- _About this exercise_
If a line of the data below holds the word "found", list it.

- _Data provided_
================

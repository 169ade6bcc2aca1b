//! Deterministic classification of learner utterances.
//!
//! Each utterance gets exactly one primary [`Pattern`], chosen by fixed
//! precedence, plus side flags. The orchestrator uses the result to decide
//! whether a turn is answered from templates or forwarded to the generative
//! backend (see [`Classification::forwards_to_generator`]).

mod gibberish;
mod lexicon;

pub use gibberish::is_gibberish;

use serde::{Deserialize, Serialize};
use tracing::debug;

use crate::agents::ScaffoldingType;
use crate::concept_map::ConceptMap;
use lexicon::{
    normalize_text, APPROACH_LEX, CONFUSION_LEX, CONTENT_LEX, DISAGREEMENT_LEX, FRUSTRATION_LEX,
    IDEA_LEX, INAPPROPRIATE_LEX, INTERFACE_LEX, OFF_TOPIC_LEX, PREMATURE_LEX, QUESTION_OPENERS,
};

/// What a question is about.
#[derive(Debug, Clone, Copy, PartialEq, Eq, Serialize, Deserialize)]
#[serde(rename_all = "snake_case")]
pub enum QuestionKind {
    /// About the subject matter.
    Domain,
    /// About the mapping tool itself.
    Interface,
}

/// What a disagreement targets.
#[derive(Debug, Clone, Copy, PartialEq, Eq, Serialize, Deserialize)]
#[serde(rename_all = "snake_case")]
pub enum DisagreementKind {
    Content,
    Approach,
    General,
}

/// Flavour of a frustration/confusion signal.
#[derive(Debug, Clone, Copy, PartialEq, Eq, Serialize, Deserialize)]
#[serde(rename_all = "snake_case")]
pub enum AffectKind {
    Frustrated,
    Confused,
}

/// Primary interaction pattern, in precedence order.
#[derive(Debug, Clone, Copy, PartialEq, Eq, Serialize, Deserialize)]
#[serde(tag = "pattern", content = "kind", rename_all = "snake_case")]
pub enum Pattern {
    Empty,
    Inappropriate,
    Question(QuestionKind),
    Disagreement(DisagreementKind),
    PrematureEnding,
    Frustration(AffectKind),
    OffTopic,
    IdeaBearing,
    Generic,
}

impl Pattern {
    /// Flat tag used in logs and turn records.
    pub fn tag(&self) -> &'static str {
        match self {
            Pattern::Empty => "empty",
            Pattern::Inappropriate => "inappropriate",
            Pattern::Question(QuestionKind::Domain) => "domain_question",
            Pattern::Question(QuestionKind::Interface) => "interface_question",
            Pattern::Disagreement(DisagreementKind::Content) => "content_disagreement",
            Pattern::Disagreement(DisagreementKind::Approach) => "approach_disagreement",
            Pattern::Disagreement(DisagreementKind::General) => "general_disagreement",
            Pattern::PrematureEnding => "premature_ending",
            Pattern::Frustration(AffectKind::Frustrated) => "frustration",
            Pattern::Frustration(AffectKind::Confused) => "confusion",
            Pattern::OffTopic => "off_topic",
            Pattern::IdeaBearing => "idea_bearing",
            Pattern::Generic => "generic",
        }
    }
}

impl std::fmt::Display for Pattern {
    fn fmt(&self, f: &mut std::fmt::Formatter<'_>) -> std::fmt::Result {
        write!(f, "{}", self.tag())
    }
}

/// Result of classifying one utterance.
#[derive(Debug, Clone, PartialEq, Serialize, Deserialize)]
pub struct Classification {
    pub pattern: Pattern,
    /// Some current map label occurs in the utterance.
    pub mentions_concept: bool,
    /// Labels found in the utterance, as written in the map.
    pub mentioned_concepts: Vec<String>,
    pub is_gibberish: bool,
    /// Very short reply such as "okay" or "yes".
    pub is_minimal: bool,
    /// Nothing specific matched and the utterance fell through to generic.
    pub ambiguous: bool,
}

impl Classification {
    /// Only substantive on-topic generic statements go to the backend.
    pub fn forwards_to_generator(&self) -> bool {
        self.pattern == Pattern::Generic
            && self.mentions_concept
            && !self.is_gibberish
            && !self.is_minimal
    }
}

/// Inputs beside the utterance itself.
#[derive(Debug, Clone, Copy)]
pub struct ClassifierContext<'a> {
    /// `None` in the baseline round.
    pub scaffolding_type: Option<ScaffoldingType>,
    /// Learner turns already recorded in the round.
    pub turn_index: usize,
    pub map: &'a ConceptMap,
}

/// Rule-based utterance classifier.
#[derive(Debug, Clone)]
pub struct ResponseClassifier {
    min_idea_length: usize,
}

/// Below either bound an utterance counts as minimal.
const MINIMAL_WORDS: usize = 3;
const MINIMAL_CHARS: usize = 10;

impl ResponseClassifier {
    pub fn new(min_idea_length: usize) -> Self {
        Self { min_idea_length }
    }

    /// Classify an utterance against the current context.
    pub fn classify(&self, utterance: &str, ctx: &ClassifierContext<'_>) -> Classification {
        let trimmed = utterance.trim();
        let normalized = normalize_text(trimmed);

        let mentioned_concepts = mentioned_labels(&normalized, ctx.map);
        let is_gibberish = !trimmed.is_empty() && is_gibberish(trimmed);
        let is_minimal = normalized.split_whitespace().count() < MINIMAL_WORDS
            || trimmed.chars().count() < MINIMAL_CHARS;

        let pattern = self.primary_pattern(trimmed, &normalized, !mentioned_concepts.is_empty());
        let ambiguous = pattern == Pattern::Generic;

        debug!(
            pattern = %pattern,
            turn = ctx.turn_index,
            scaffolding = ?ctx.scaffolding_type,
            mentions_concept = !mentioned_concepts.is_empty(),
            is_gibberish,
            is_minimal,
            "Classified utterance"
        );
        if ambiguous && !is_minimal && !is_gibberish {
            debug!("No specific pattern matched, using generic path");
        }

        Classification {
            pattern,
            mentions_concept: !mentioned_concepts.is_empty(),
            mentioned_concepts,
            is_gibberish,
            is_minimal,
            ambiguous,
        }
    }

    fn primary_pattern(&self, trimmed: &str, normalized: &str, mentions_concept: bool) -> Pattern {
        if normalized.is_empty() {
            return Pattern::Empty;
        }
        if INAPPROPRIATE_LEX.matches(normalized) {
            return Pattern::Inappropriate;
        }
        if let Some(kind) = question_kind(trimmed, normalized, mentions_concept) {
            return Pattern::Question(kind);
        }
        if DISAGREEMENT_LEX.matches(normalized) {
            return Pattern::Disagreement(disagreement_kind(normalized, mentions_concept));
        }
        if PREMATURE_LEX.matches(normalized) {
            return Pattern::PrematureEnding;
        }
        if FRUSTRATION_LEX.matches(normalized) {
            return Pattern::Frustration(AffectKind::Frustrated);
        }
        if CONFUSION_LEX.matches(normalized) {
            return Pattern::Frustration(AffectKind::Confused);
        }
        if OFF_TOPIC_LEX.matches(normalized) {
            return Pattern::OffTopic;
        }
        if trimmed.chars().count() > self.min_idea_length && IDEA_LEX.matches(normalized) {
            return Pattern::IdeaBearing;
        }
        Pattern::Generic
    }
}

fn question_kind(trimmed: &str, normalized: &str, mentions_concept: bool) -> Option<QuestionKind> {
    let opener = normalized
        .split_whitespace()
        .next()
        .map(|first| QUESTION_OPENERS.contains(&first))
        .unwrap_or(false);
    let multi_word = normalized.contains(' ');
    if !(trimmed.contains('?') || (opener && multi_word)) {
        return None;
    }

    let interface = INTERFACE_LEX.matches(normalized);
    // an interrogative carrying nothing but small talk is off-topic
    if !interface && !mentions_concept && OFF_TOPIC_LEX.matches(normalized) {
        return None;
    }

    Some(if interface {
        QuestionKind::Interface
    } else {
        QuestionKind::Domain
    })
}

fn disagreement_kind(normalized: &str, mentions_concept: bool) -> DisagreementKind {
    if mentions_concept || CONTENT_LEX.matches(normalized) {
        DisagreementKind::Content
    } else if APPROACH_LEX.matches(normalized) {
        DisagreementKind::Approach
    } else {
        DisagreementKind::General
    }
}

/// Map labels occurring in the normalized utterance. Labels shorter than three
/// characters must match a whole word.
fn mentioned_labels(normalized: &str, map: &ConceptMap) -> Vec<String> {
    if normalized.is_empty() {
        return Vec::new();
    }
    let padded = format!(" {} ", normalized);
    let mut found: Vec<String> = Vec::new();
    for concept in map.concepts() {
        let key = normalize_text(&concept.label);
        if key.is_empty() || found.contains(&concept.label) {
            continue;
        }
        let hit = if key.chars().count() < 3 {
            padded.contains(&format!(" {} ", key))
        } else {
            normalized.contains(&key)
        };
        if hit {
            found.push(concept.label.clone());
        }
    }
    found
}

#[cfg(test)]
#[path = "classifier_tests.rs"]
mod classifier_tests;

================

- _Expected answer_
    /// Labels found in the utterance, as written in the map.
    let mut found: Vec<String> = Vec::new();
        if key.is_empty() || found.contains(&concept.label) {
            found.push(concept.label.clone());
    found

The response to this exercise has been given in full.